Associations With TVAAS Scores Moderated by Teacher Human Capital
Note. The outcome is standardized. Standard errors, in parentheses, clustered at school level. TVAAS = Tennessee Value-Added Assessment System; LOE = level of effectiveness.
p < .05.
Discussion
Prior work suggests that observation processes influence teacher development, specifically post-observation feedback (Donaldson, 2021). Theoretically, observation processes in recently reformed teacher evaluation systems provide teachers with critical feedback that will improve their performance, directly or indirectly, by pointing them to appropriate professional learning opportunities (Donaldson, 2021). This study examined the prevalence of four CFCs (specifically, evidence-referencing, goal-setting, aligned to improvement area, actionable) in post-observation conferences within Tennessee’s reformed evaluation system. Unlike prior studies, which predominantly rely on self-reports and self-selection for participation in studies, we qualitatively coded nearly 5,000 instances of written feedback provided to a random sample of early-career teachers. We then converted codes for quantitative analysis. Ultimately, we created a data set described by others as presenting previously unseen analytic affordances and contributions to teacher evaluation research (Fesler et al., 2019). As such, several of our findings offer new insights on teacher observation processes and challenge the findings of previous feedback research.
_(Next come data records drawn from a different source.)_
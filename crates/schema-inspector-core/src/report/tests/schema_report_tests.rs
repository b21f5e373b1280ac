use crate::report::SchemaReportBuilder;
use crate::report::SkipReason;
use crate::report::TypeState;
use crate::schema::FieldCoordinate;

#[test]
fn empty_report() {
    let report = SchemaReportBuilder::new().build();
    assert!(report.is_empty());
    assert_eq!(report.unmapped_field_count(), 0);
    assert_eq!(report.skipped_type_count(), 0);
    assert_eq!(report.type_state("Query"), TypeState::Unvisited);
    assert_eq!(report.to_string(), concat!(
        "GraphQL schema inspection:\n",
        "\tUnmapped fields: {}\n",
        "\tUnmapped registrations: {}\n",
        "\tUnmapped arguments: {}\n",
        "\tSkipped types: []",
    ));
}

#[test]
fn findings_are_recorded_once() {
    let mut builder = SchemaReportBuilder::new();
    let price = FieldCoordinate::new("Car", "price");
    let vehicles = FieldCoordinate::new("Query", "vehicles");

    assert!(builder.add_unmapped_field(&price));
    assert!(!builder.add_unmapped_field(&price));
    assert!(builder.add_skipped_type("Bike", None, Some(&vehicles), SkipReason::NoHostCandidate));
    assert!(!builder.add_skipped_type("Bike", None, None, SkipReason::NoHostCandidate));
    assert!(builder.add_skipped_type(
        "Bike",
        Some("garage::Bike"),
        Some(&vehicles),
        SkipReason::NotActiveImplementation,
    ));
    assert!(builder.add_unmapped_argument(&vehicles, "color", "VehicleController::vehicles"));
    assert!(!builder.add_unmapped_argument(&vehicles, "color", "VehicleController::vehicles"));

    let report = builder.build();
    assert_eq!(report.unmapped_field_count(), 1);
    assert_eq!(report.skipped_type_count(), 2);
    assert_eq!(report.skipped_type_names(), vec!["Bike"]);
    assert_eq!(report.skipped_types_for("Bike")[0].field_coordinate(), Some(&vehicles));
    assert_eq!(report.unmapped_arguments().len(), 1);
}

#[test]
fn type_states_never_regress_from_resolved() {
    let mut builder = SchemaReportBuilder::new();
    builder.mark_visiting("Car");
    assert_eq!(builder.type_state("Car"), TypeState::Visiting);
    builder.add_skipped_type("Car", Some("garage::Car"), None, SkipReason::NotAssignable);
    assert_eq!(builder.type_state("Car"), TypeState::Visiting);
    builder.mark_resolved("Car");
    builder.mark_visiting("Car");
    assert_eq!(builder.type_state("Car"), TypeState::Resolved);

    builder.add_skipped_type("Bike", None, None, SkipReason::NoHostCandidate);
    assert_eq!(builder.type_state("Bike"), TypeState::Skipped);
}

#[test]
fn display_groups_by_type_and_field() {
    let mut builder = SchemaReportBuilder::new();
    builder.add_unmapped_field(&FieldCoordinate::new("Car", "price"));
    builder.add_unmapped_field(&FieldCoordinate::new("Car", "engineType"));
    builder.add_unmapped_field(&FieldCoordinate::new("Bike", "price"));
    builder.add_unmapped_registration(
        &FieldCoordinate::new("Query", "trucks"),
        "VehicleController::trucks",
    );
    builder.add_unmapped_argument(
        &FieldCoordinate::new("Query", "car"),
        "vin",
        "VehicleController::car",
    );
    builder.add_skipped_type("Boat", None, None, SkipReason::NoHostCandidate);

    let report = builder.build();
    assert!(!report.is_empty());
    assert_eq!(report.unmapped_fields_for("Car"), vec!["price", "engineType"]);
    assert_eq!(report.to_string(), concat!(
        "GraphQL schema inspection:\n",
        "\tUnmapped fields: {Car=[price, engineType], Bike=[price]}\n",
        "\tUnmapped registrations: {Query.trucks=VehicleController::trucks}\n",
        "\tUnmapped arguments: {Query.car=[vin]}\n",
        "\tSkipped types: [Boat]",
    ));
}
use crate::controller::ControllerRegistry;
use crate::host::HostTypeRegistry;
use crate::host::WrapperTypes;
use crate::inspect::InspectError;
use crate::inspect::InspectionContext;
use crate::inspect::InterfaceFieldPolicy;
use crate::inspect::SchemaMappingInspectorBuilder;
use crate::inspect::TypeGraphWalker;
use crate::report::SchemaReport;
use crate::resolver::ClassResolver;
use crate::resolver::ClassResolverChain;
use crate::schema::SchemaGraphBuilder;
use crate::schema::SchemaTypeGraph;
use std::path::Path;

type Result<T> = std::result::Result<T, InspectError>;

/// Checks that every field of a schema is served by something: either a
/// registered controller method or a member of the host type backing the
/// field's parent type.
///
/// ```
/// use schema_inspector_core::SchemaMappingInspector;
/// use schema_inspector_core::controller::ControllerMethod;
/// use schema_inspector_core::controller::ControllerRegistry;
/// use schema_inspector_core::host::HostType;
/// use schema_inspector_core::host::HostTypeRef;
/// use schema_inspector_core::host::HostTypeRegistry;
/// use schema_inspector_core::schema::SchemaGraphBuilder;
///
/// let schema = SchemaGraphBuilder::new()
///     .load_str(None, "type Query { books: [Book] } type Book { title: String isbn: String }")?
///     .build()?;
/// let controllers = ControllerRegistry::builder()
///     .query("books", ControllerMethod::new(
///         "BookController",
///         "books",
///         "Vec<library::Book>".parse().unwrap(),
///     ))
///     .unwrap()
///     .build();
/// let host_types = HostTypeRegistry::try_from_types([
///     HostType::concrete("library::Book")
///         .with_member("title", HostTypeRef::named("String")),
/// ]).unwrap();
///
/// let report = SchemaMappingInspector::builder()
///     .build()
///     .inspect(&schema, &controllers, &host_types)?;
/// assert_eq!(report.unmapped_fields_for("Book"), vec!["isbn"]);
/// # Ok::<(), Box<dyn std::error::Error>>(())
/// ```
///
/// An inspector holds configuration only. It can be run any number of
/// times and produces the same report for the same inputs.
#[derive(Debug)]
pub struct SchemaMappingInspector {
    pub(crate) class_resolver: ClassResolverChain,
    pub(crate) interface_field_policy: InterfaceFieldPolicy,
    pub(crate) wrapper_types: WrapperTypes,
}
impl SchemaMappingInspector {
    pub fn builder() -> SchemaMappingInspectorBuilder {
        SchemaMappingInspectorBuilder::new()
    }

    pub fn class_resolver(&self) -> &dyn ClassResolver {
        &self.class_resolver
    }

    pub fn inspect(
        &self,
        schema: &SchemaTypeGraph,
        controllers: &ControllerRegistry,
        host_types: &HostTypeRegistry,
    ) -> Result<SchemaReport> {
        self.class_resolver.check_config(schema, host_types)?;

        let ctx = InspectionContext::new(
            schema,
            controllers,
            host_types,
            &self.class_resolver,
            self.interface_field_policy,
            &self.wrapper_types,
        );
        let report = TypeGraphWalker::new(ctx).walk();
        log::debug!(
            "Inspection found {} unmapped fields and {} skipped types.",
            report.unmapped_field_count(),
            report.skipped_type_count(),
        );
        Ok(report)
    }

    /// Builds a schema from SDL files and inspects it.
    pub fn inspect_files(
        &self,
        schema_files: Vec<impl AsRef<Path>>,
        controllers: &ControllerRegistry,
        host_types: &HostTypeRegistry,
    ) -> Result<SchemaReport> {
        let schema = SchemaGraphBuilder::new()
            .load_files(schema_files)?
            .build()?;
        self.inspect(&schema, controllers, host_types)
    }

    /// Builds a schema from an SDL string and inspects it.
    pub fn inspect_sdl(
        &self,
        sdl: &str,
        controllers: &ControllerRegistry,
        host_types: &HostTypeRegistry,
    ) -> Result<SchemaReport> {
        let schema = SchemaGraphBuilder::new()
            .load_str(None, sdl)?
            .build()?;
        self.inspect(&schema, controllers, host_types)
    }

    pub fn interface_field_policy(&self) -> InterfaceFieldPolicy {
        self.interface_field_policy
    }

    pub fn wrapper_types(&self) -> &WrapperTypes {
        &self.wrapper_types
    }
}

impl Default for SchemaMappingInspector {
    fn default() -> Self {
        Self::builder().build()
    }
}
Our data suggest that few early-career Tennessee teachers’ conferences include CFCs. Over an academic year, nearly half of the teachers in our sample did not receive any actionable or goal-setting feedback, and nearly one third did not receive feedback referencing evidence. In most teachers’ conferences, the only CFC present was feedback aligned to an identified improvement area, a relatively easy characteristic to manifest in the Tennessee context. Tennessee’s information management system forces observers to identify an area of strength and improvement after every observation, prompting them to provide feedback aligned with the improvement area. Although a crucial policy and practice takeaway might be to increase the provision of CFCs, which we agree with in concept, we are cautious about providing a blanket declarative given the limited associations between our CFC measures and important teacher outcomes, a finding we address in greater detail later in the discussion.
Despite the low concentration of CFCs received by the modal teacher, we found substantial variation in teachers’ shares of conferences presenting each CFC. Using this variation, we conclude that teachers whose conferences exhibit high shares of one CFC tend not to exhibit high shares of other CFCs. We do not know whether the correlational evidence implies that observers are unskilled at providing several characteristics of critical feedback simultaneously or if their choice to provide specific characteristics is strategic; untangling these interpretations warrants additional research.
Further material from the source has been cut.